Thursday, August 6, 2015

The Big Questions


            Last week, when Marilyn and I were spending a couple of days in Saugatuck-Douglas-- gay-friendly, art-filled towns on the shore of Lake Michigan--I swam in the lake just before sunset.  If you have seen Lake Michigan, you know it looks like the sea, vast and stretching to the horizon.  As I swam away from the shore, all I could see before me were the sun and the shimmering golden line that was its reflection in the otherwise silver-blue water.  I felt like I was on the edge of the world.  Of course I knew that I could turn around and see Marilyn on the beach, could swim, even walk back, the water was that shallow.  But as I swam away from shore, I felt the vastness.
            In the face of such vastness, of being on what feels like the edge, I found myself asking the big questions: How did all this get here?  What is beyond the sky?  How will this world end?  Will it end?  Where do we go when we end, when we die?  I am an agnostic, so I do not turn to religious scripture for answers.  Instead, I am drawn to scientific theories.. 
            Marilyn and I had been dwelling on some of those questions just a few days before as we watched the PBS NOVA special about the mission to fly by Pluto.  Every now and then, we would turn to each other and laugh in delight and disbelief: How far is Pluto?  How long did they take to figure out how to get this mission to work?  With Marilyn, I can share a sense of awe and confusion and excitement about the universe. 
            I felt a similar sense of awe at the lake, even though I knew Chicago was on the other side.  As the sun moved closer to the horizon, suddenly waves started to hit the shore in quick succession.  Until then, there had been hardly any waves at all. 

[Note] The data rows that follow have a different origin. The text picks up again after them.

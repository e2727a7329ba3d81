//! Parser for contract test expressions
//!
//! The expression language is a small boolean-centric language:
//! literals, symbol references, property access, method calls,
//! indexing, arithmetic, comparison, logical operators (symbolic and
//! word forms) and the conditional operator.

pub mod ast;
pub mod error;
pub mod lexer;
pub mod parser;

pub use ast::{BinaryOp, Expr, Literal, UnaryOp};
pub use error::{ErrorKind, ParseError, ParseResult};
pub use lexer::{Lexer, Token};
pub use parser::Parser;

/// Parse a test expression with the default depth limit
pub fn parse(source: &str) -> ParseResult<Expr> {
    Parser::new(source).parse()
}
//! Parser error types

use thiserror::Error;

#[derive(Error, Debug, Clone, PartialEq)]
pub enum ParseError {
    #[error("Unexpected token at position {position}: expected {expected}, found {found}")]
    UnexpectedToken {
        position: usize,
        expected: String,
        found: String,
    },

    #[error("Unexpected end of input: expected {0}")]
    UnexpectedEof(String),

    #[error("Invalid token at position {position}: '{text}'")]
    InvalidToken { position: usize, text: String },

    #[error("Empty expression")]
    EmptyExpression,

    #[error("Maximum parsing depth exceeded: depth {depth} exceeds limit of {max_depth}")]
    MaxDepthExceeded { depth: usize, max_depth: usize },
}

#[derive(Debug, Clone, Copy, PartialEq, Eq)]
pub enum ErrorKind {
    UnexpectedToken,
    UnexpectedEof,
    InvalidToken,
    EmptyExpression,
    MaxDepthExceeded,
}

impl ParseError {
    pub fn kind(&self) -> ErrorKind {
        match self {
            ParseError::UnexpectedToken { .. } => ErrorKind::UnexpectedToken,
            ParseError::UnexpectedEof(_) => ErrorKind::UnexpectedEof,
            ParseError::InvalidToken { .. } => ErrorKind::InvalidToken,
            ParseError::EmptyExpression => ErrorKind::EmptyExpression,
            ParseError::MaxDepthExceeded { .. } => ErrorKind::MaxDepthExceeded,
        }
    }

    /// Byte offset of the error in the source, when known
    pub fn position(&self) -> Option<usize> {
        match self {
            ParseError::UnexpectedToken { position, .. }
            | ParseError::InvalidToken { position, .. } => Some(*position),
            _ => None,
        }
    }
}

pub type ParseResult<T> = Result<T, ParseError>;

            “It’s got to be the sun!” I said to Marilyn.  “The moon causes tides.  The sun is so much bigger.  The setting sun is causing the waves!”  We decided we’d ask someone who’d know, maybe our late friend Amy’s husband, who is an astronomer. 
            As we packed up our towels and folded our beach chairs, Marilyn said, “Look!  She looks just like Amy!  Even the dress. Amy would wear that dress to the beach.”
            I looked over to where a slender, white woman with long brown hair just a shade darker than Amy’s was leaning down to talk to a brown boy of about nine (Amy’s daughter’s age, I couldn’t help thinking).  The woman was wearing a navy blue dress that ended above her knees, and her sunglasses rested on the top of her head, holding back her hair.  It was Amy! 
It couldn’t be, of course.  I had seen Amy’s body at the funeral home last spring, kissed the top of her head as I said goodbye.  I stared and then forced myself to look away. 
            When I looked again as we walked by, she had straightened up; she wasn’t as tall as Amy.  I caught a glimpse of her face.  Her features were darker than Amy’s.  But then she turned away and leaned down towards her son, and the illusion reasserted itself.  Tears pricked my eyes as we walked along the beach. 
            “The colors keep changing, don’t they?”  It was the man I assumed was her husband, a dark-skinned man who made me think of Amy’s handsome husband.  He was smiling at me and gesturing to the sky aglow in pink and blue and lavender. 
            “Yes.  They’re beautiful,” I replied, hoping he couldn’t hear the tears in my voice. 
            As Marilyn and I headed to the stairs that would take us up and away from Douglas Beach, I kept looking back, wanting to see Amy once again.